Speaking of Andrew C. McCarthy: I don't think he's weighed in yet over at National Review. As I type, anyway.

Also of note:

  • Steven Greenhut urges New Year Resolutions for the GOP: In 2026, Republicans will have to decide what comes after Trump.

    We've become numb to narcissistic rage posts from our president, but the highly publicized Turning Point USA convention last week offers a preview into where the Republican Party is going after Donald Trump exits the stage. It's not pretty. As we've seen recently in other squabbles within the conservative movement, the fireworks centered on the rhetoric of some conspiracy minded—but highly popular—right-wing personalities. TPUSA had it all: in-fighting, name-calling and innuendo.

    In the old days, the conservative movement tried to police itself, as it shoved authoritarians and conspiracy theorists to the sidelines. Buckley took on the John Birch Society, which in its zealous anti-communism argued the United States government was controlled by communists. Standing up to the Evil Empire was a core part of conservative philosophy, but Buckley realized that allowing the fever swamps to engulf his movement only tarnished that goal.

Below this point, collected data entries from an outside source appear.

use std::cmp::Ordering;
use std::collections::{BTreeMap, BTreeSet};

use tracing::{debug, info};

use crate::catalog::CatalogSource;

use super::domain::{
    Candidate, CandidateId, CandidateMetrics, Criterion, FiltersApplied, MatchOutcome,
    NormalizationPolicy, PreferenceSet, ScoredMatch,
};
use super::filter::{candidate_query, filter_candidates, is_boosted};
use super::normalize::normalize;
use super::scoring::{aggregate, to_percentage};
use super::soft::apply_soft_preferences;
use super::weights::WeightTable;
use super::MatchingError;

/// Score used for a criterion the catalog has no data for.
pub const NEUTRAL_SCORE: f64 = 5.0;
const BOOST_BONUS: f64 = 1.0;

/// Stateless ranker applying the weight table to the eligible population.
#[derive(Debug, Clone)]
pub struct MatchingEngine {
    weights: WeightTable,
    top_n: usize,
}

impl Default for MatchingEngine {
    fn default() -> Self {
        Self::new(WeightTable::default(), 3)
    }
}

impl MatchingEngine {
    pub fn new(weights: WeightTable, top_n: usize) -> Self {
        Self {
            weights,
            top_n: top_n.max(1),
        }
    }

    pub fn weights(&self) -> &WeightTable {
        &self.weights
    }

    pub fn top_n(&self) -> usize {
        self.top_n
    }

    /// Full ranking pass: filter, bulk metric fetch, scoring, soft
    /// preferences, truncation.
    pub fn rank<C>(
        &self,
        catalog: &C,
        preferences: &PreferenceSet,
    ) -> Result<MatchOutcome, MatchingError>
    where
        C: CatalogSource + ?Sized,
    {
        let filters_applied = FiltersApplied::from_preferences(preferences);
        let fetched = catalog.fetch_candidates(&candidate_query(preferences.category.as_deref()))?;
        let fetched_count = fetched.len();

        let eligible = filter_candidates(
            fetched,
            preferences.category.as_deref(),
            preferences.amount,
            preferences.bank_filter.as_ref(),
        );

        if eligible.is_empty() {
            info!(fetched = fetched_count, "no candidates passed the filters");
            return Ok(MatchOutcome::NoMatches {
                reason: no_match_reason(preferences),
                filters_applied,
            });
        }

        let ids: BTreeSet<CandidateId> = eligible
            .iter()
            .map(|candidate| candidate.id.clone())
            .collect();
        let metrics = catalog.fetch_metrics(&ids)?;
        debug!(
            eligible = eligible.len(),
            metrics = metrics.len(),
            "fetched candidate metrics"
        );

        let scored = self.score_candidates(&eligible, &metrics, preferences);
        let mut matches = apply_soft_preferences(scored, &preferences.soft_preferences);
        sort_ranked(&mut matches);

        if matches.is_empty() {
            info!("soft preferences removed every candidate");
            return Ok(MatchOutcome::NoMatches {
                reason: "None of the remaining providers match your bank preferences.".to_string(),
                filters_applied,
            });
        }

        let total_found = matches.len();
        matches.truncate(self.top_n);
        info!(total_found, returned = matches.len(), "ranked candidates");

        Ok(MatchOutcome::Ranked {
            matches,
            total_found,
            filters_applied,
        })
    }

    /// Scores already-filtered candidates. Percentiles are taken over exactly
    /// this population, and the result is sorted best first.
    pub fn score_candidates(
        &self,
        candidates: &[Candidate],
        metrics: &[CandidateMetrics],
        preferences: &PreferenceSet,
    ) -> Vec<ScoredMatch> {
        let by_id: BTreeMap<&CandidateId, &CandidateMetrics> = metrics
            .iter()
            .map(|record| (&record.candidate_id, record))
            .collect();
        let population: Vec<Option<&CandidateMetrics>> = candidates
            .iter()
            .map(|candidate| by_id.get(&candidate.id).copied())
            .collect();

        let per_criterion: BTreeMap<Criterion, Vec<Option<f64>>> = Criterion::ALL
            .iter()
            .map(|criterion| (*criterion, criterion_scores(*criterion, &population)))
            .collect();

        let weights = self.weights.resolve(preferences);
        let bank_filter = preferences.bank_filter.as_ref();

        let mut matches: Vec<ScoredMatch> = candidates
            .iter()
            .enumerate()
            .map(|(index, candidate)| {
                let scores: BTreeMap<Criterion, f64> = per_criterion
                    .iter()
                    .map(|(criterion, column)| {
                        (*criterion, column[index].unwrap_or(NEUTRAL_SCORE))
                    })
                    .collect();
                let with_defaults: BTreeMap<Criterion, Option<f64>> = scores
                    .iter()
                    .map(|(criterion, score)| (*criterion, Some(*score)))
                    .collect();

                let mut aggregate_score = aggregate(&with_defaults, &weights);
                let boost_applied = is_boosted(candidate, bank_filter);
                if boost_applied {
                    aggregate_score = (aggregate_score + BOOST_BONUS).min(1.0);
                }

                ScoredMatch {
                    candidate_id: candidate.id.clone(),
                    provider: candidate.provider.clone(),
                    category: candidate.category.clone(),
                    minimum_investment: candidate.minimum_investment,
                    strengths: candidate.strengths.clone(),
                    weaknesses: candidate.weaknesses.clone(),
                    total_cost_ratio: population[index]
                        .and_then(|record| record.raw(Criterion::Cost)),
                    scores,
                    weights: weights.clone(),
                    aggregate_score,
                    match_percentage: to_percentage(aggregate_score),
                    boost_applied,
                }
            })
            .collect();

        sort_ranked(&mut matches);
        matches
    }
}

/// Per-candidate scores for one criterion, aligned with `population`.
fn criterion_scores(
    criterion: Criterion,
    population: &[Option<&CandidateMetrics>],
) -> Vec<Option<f64>> {
    let raw: Vec<Option<f64>> = population
        .iter()
        .map(|record| record.and_then(|record| record.raw(criterion)))
        .collect();

    match criterion.policy() {
        NormalizationPolicy::Direct => raw
            .into_iter()
            .map(|value| value.map(|value| value.clamp(1.0, 10.0)))
            .collect(),
        NormalizationPolicy::Percentile {
            descending_is_better,
        } => normalize(&raw, descending_is_better)
            .into_iter()
            .map(|score| score.map(f64::from))
            .collect(),
    }
}

/// Percentage desc, then aggregate desc, then id asc.
pub(crate) fn sort_ranked(matches: &mut [ScoredMatch]) {
    matches.sort_by(|left, right| {
        right
            .match_percentage
            .cmp(&left.match_percentage)
            .then_with(|| {
                right
                    .aggregate_score
                    .partial_cmp(&left.aggregate_score)
                    .unwrap_or(Ordering::Equal)
            })
            .then_with(|| left.candidate_id.cmp(&right.candidate_id))
    });
}

fn no_match_reason(preferences: &PreferenceSet) -> String {
    let mut reason = String::from("No active offerings match your criteria");
    if let Some(category) = preferences.category.as_deref() {
        reason.push_str(&format!(" for '{category}'"));
    }
    if preferences.amount > 0 {
        reason.push_str(&format!(" with an investment of {}", preferences.amount));
    }
    if preferences.bank_filter.is_some() {
        reason.push_str(" and your bank selection");
    }
    reason.push_str(". Try a different investment type or amount.");
    reason
}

    Some critics argue Buckley wasn't all that successful, but he was successful enough to keep the party from becoming what it has become now—where reasonable voices are drowned out by the likes of Nick Fuentes, Tucker Carlson and Candace Owens. If there are no adults in charge—and the party's leader acts like a toddler, as he savages his foes in petty tantrums, renames buildings after himself and adds insulting White House plaques below the portraits of former presidents—then the whole trashy movement will one day be heaved into the dumpster.

    I'd only make the point that to a limited extent the MSM are also guilty of amplifying the kooky/evil volces of Fuentes, Carlson, Owens, et al. They love to showcase those guys. (Much like, back in 2015-6, they loved to cover Trump, to the detriment of the less wacky candidates.)